Stored items:
-*-

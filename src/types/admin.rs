use chrono::{DateTime, Utc};
use serde::{Deserialize, Serialize};
use utoipa::ToSchema;

use crate::models::Message;

#[derive(Serialize, Deserialize, ToSchema, Debug, Clone, PartialEq)]
pub struct ConversationSummary {
    /// 1-based position, most recently updated first.
    pub number: usize,
    pub user_id: String,
    pub session_id: String,
    pub message_count: usize,
    pub last_updated: DateTime<Utc>,
    pub last_message: String,
}

#[derive(Serialize, Deserialize, ToSchema, Debug, Clone, PartialEq)]
pub struct ConversationStats {
    pub total_messages: usize,
    pub user_messages: usize,
    pub assistant_messages: usize,
}

#[derive(Serialize, Deserialize, ToSchema, Debug, Clone, PartialEq)]
pub struct ConversationDetail {
    pub number: usize,
    pub user_id: String,
    pub session_id: String,
    pub last_updated: DateTime<Utc>,
    pub stats: ConversationStats,
    pub messages: Vec<Message>,
}
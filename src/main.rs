use std::sync::Arc;

use actix_cors::Cors;
use actix_web::{middleware::Logger, web, App, HttpServer};
use anyhow::Context;
use tracing::info;
use tracing_subscriber::EnvFilter;
use utoipa::OpenApi;
use utoipa_scalar::{Scalar, Servable};

use visit_planner::config;
use visit_planner::middleware::auth::Authentication;
use visit_planner::relay::FlowRelay;
use visit_planner::routes::{self, ApiDoc};
use visit_planner::{AppConfig, AppState};

#[actix_web::main]
async fn main() -> anyhow::Result<()> {
    init_tracing(config::log_json_enabled());
    let app_config = Arc::new(AppConfig::from_env()?);

    let relay = FlowRelay::new(&app_config).context("failed to build chat relay client")?;
    let app_state = Arc::new(
        AppState::new(app_config.clone(), Arc::new(relay))
            .await
            .context("failed to open stores")?,
    );

    info!("Listening on {}", app_config.bind_address);
    let bind_address = app_config.bind_address.clone();
    HttpServer::new(move || {
        App::new()
            .wrap(Cors::permissive())
            .wrap(Authentication {
                app_config: app_config.clone(),
            })
            .wrap(Logger::default())
            .app_data(web::Data::new(app_state.clone()))
            .service(Scalar::with_url("/scalar", ApiDoc::openapi()))
            .configure(routes::configure)
    })
    .bind(&bind_address)
    .with_context(|| format!("failed to bind {}", bind_address))?
    .run()
    .await?;

    Ok(())
}

fn init_tracing(json: bool) {
    let filter = EnvFilter::try_from_default_env().unwrap_or_else(|_| EnvFilter::new("info"));
    let builder = tracing_subscriber::fmt().with_env_filter(filter);
    if json {
        builder.json().init();
    } else {
        builder.init();
    }
}
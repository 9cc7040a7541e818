// SPDX-License-Identifier: MPL-2.0
// This Source Code Form is subject to the terms of the Mozilla Public
// License, v. 2.0. If a copy of the MPL was not distributed with this
// file, You can obtain one at https://mozilla.org/MPL/2.0/.

//! State of the orange signal light.
//!
//! The light has been removed from the space; the switch is kept so the
//! CAN-bus endpoint stays reachable.

use std::fmt;

/// On/off state of the orange signal light.
///
/// # Examples
///
/// ```
/// use flipdot_lib::types::LightStatus;
///
/// assert_eq!(LightStatus::On.as_query_value(), "true");
/// assert_eq!(LightStatus::from(false), LightStatus::Off);
/// ```
#[derive(Debug, Clone, Copy, PartialEq, Eq, Hash, Default)]
pub enum LightStatus {
    /// Light is off.
    #[default]
    Off,
    /// Light is on.
    On,
}

impl LightStatus {
    /// Returns the value of the `state` query parameter.
    #[must_use]
    pub const fn as_query_value(&self) -> &'static str {
        match self {
            Self::Off => "false",
            Self::On => "true",
        }
    }
}

impl fmt::Display for LightStatus {
    fn fmt(&self, f: &mut fmt::Formatter<'_>) -> fmt::Result {
        match self {
            Self::Off => f.write_str("off"),
            Self::On => f.write_str("on"),
        }
    }
}

impl From<bool> for LightStatus {
    fn from(value: bool) -> Self {
        if value { Self::On } else { Self::Off }
    }
}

-*-

**To do:**
Copy each line of the entries in which the string "struct" is found.

**Result of this exercise:**
pub struct ConversationSummary {
pub struct ConversationStats {
pub struct ConversationDetail {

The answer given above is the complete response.